Потом увидишь, против чего. Фермино желал получить доказательства, — а кто эти доказательства имел? Как можно о чем-нибудь судить, не имея доказательств? Салус — назовем его так, потому что он, как и сумасшедший Мануэлиньо из Эворы, который подписывал манифесты против испанцев, кто-нибудь, может, помнит, — не существовал. Иначе говоря, Салус, может, и существовал. Но и не существовал. Хотел ли Салус революции? Была ли вооруженная борьба? Какова ее цель? Доказано ли, что это была бы для страны катастрофа? Доказано ли, что это своего рода открытие шлюзов для криминальных элементов? Доказано ли, что это было стимулом для людей сильных, но колеблющихся? Доказано ли, что в один из параграфов Конституции включены действия, относящиеся к радиопиратам? Кто стоял у истоков всего этого? И так далее. С другой стороны, как может правительство терпеть нестабильность? Доказано ли, что оно было в курсе изначально, но действовать стало позже? Какие у него были доводы, чтобы препятствовать улучшению социального положения трудящихся? Какие оно имело доводы, чтобы говорить, что это не улучшит социального положения? Доказано ли, что в это дело были вовлечены другие люди? И так далее.

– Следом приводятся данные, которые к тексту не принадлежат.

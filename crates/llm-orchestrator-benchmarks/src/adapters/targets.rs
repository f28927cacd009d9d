// Copyright (c) 2025 LLM DevOps
// SPDX-License-Identifier: Apache-2.0

//! Benchmark target implementations for LLM Orchestrator operations.
//!
//! This module contains concrete implementations of the BenchTarget trait,
//! each measuring a specific orchestration operation.

use super::BenchTarget;
use crate::benchmarks::result::BenchmarkResult;
use async_trait::async_trait;
use llm_orchestrator_core::context::WorkflowContext;
use llm_orchestrator_core::dependency_resolver::{self, get_parallel_execution_groups, get_topological_order};
use llm_orchestrator_core::registry::ModelRegistry;
use llm_orchestrator_core::workflow::{StepType, WorkflowStep};
use serde_json::{json, Value};
use std::collections::HashMap;
use std::time::Instant;

fn chain_steps(step_count: usize) -> Vec<WorkflowStep> {
    (0..step_count)
        .map(|i| {
            let deps = if i > 0 { vec![format!("step_{}", i - 1)] } else { vec![] };
            WorkflowStep::new(format!("step_{i}"), format!("Step {i}"), i as i64, StepType::Task).with_depends_on(deps)
        })
        .collect()
}

// ============================================================================
// Workflow DAG Construction Benchmark
// ============================================================================

/// Benchmark target for measuring step-graph validation and topological
/// ordering performance on chains of varying size.
pub struct WorkflowDagConstructionBenchmark {
    iterations: usize,
}

impl WorkflowDagConstructionBenchmark {
    pub fn new() -> Self {
        Self { iterations: 100 }
    }
}

impl Default for WorkflowDagConstructionBenchmark {
    fn default() -> Self {
        Self::new()
    }
}
/// What kind of action an `ApprovalHistoryEntry` records. A `Comment` entry
/// carries no status change -- `old_status == new_status` -- since a
/// comment never transitions the file's approval state.
#[derive(Debug, Clone, Copy, PartialEq, Eq, Serialize, Deserialize)]
#[serde(rename_all = "snake_case")]
pub enum ApprovalActionType {
    Approve,
    Reject,
    RequestChanges,
    Comment,
    Rollback,
}

/// An append-only record of a single file approval's status transition, or
/// of a comment left against it with no status change.
#[derive(Debug, Clone, Serialize, Deserialize)]
pub struct ApprovalHistoryEntry {
    pub file_approval_id: String,
    pub action_type: ApprovalActionType,
    pub old_status: FileApprovalStatus,
    pub new_status: FileApprovalStatus,
    pub actor: String,
    pub comment: Option<String>,
    pub recorded_at: DateTime<Utc>,
}

/// In-memory tracking of file changes, their approvals, and the append-only
/// history for one workflow-step approval. Swappable for a persisted store
/// behind the same operations without the engine/controller needing to
/// change.
#[derive(Default)]
pub struct ApprovalEngine {
    file_changes: HashMap<String, FileChange>,
    files: HashMap<String, FileApproval>,
    history: Vec<ApprovalHistoryEntry>,
    next_id: std::sync::atomic::AtomicU64,
}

— Вот почему пока я не имею своего мнения.
Он посмотрел на каждого из нас пристально, не произнося ни слова, в надежде на реакцию окружающих, я же, пользуясь моментом, хочу побыть еще с тобой, с тобой и Тео. Дорогая Моника, ты не была с ним благоразумна. Или побуду с Тео, когда он пришел ко мне в госпиталь. Не была понятливой. В действительности ты никогда его не любила, не возражай. Да и любила ли ты хоть кого-нибудь, когда-нибудь?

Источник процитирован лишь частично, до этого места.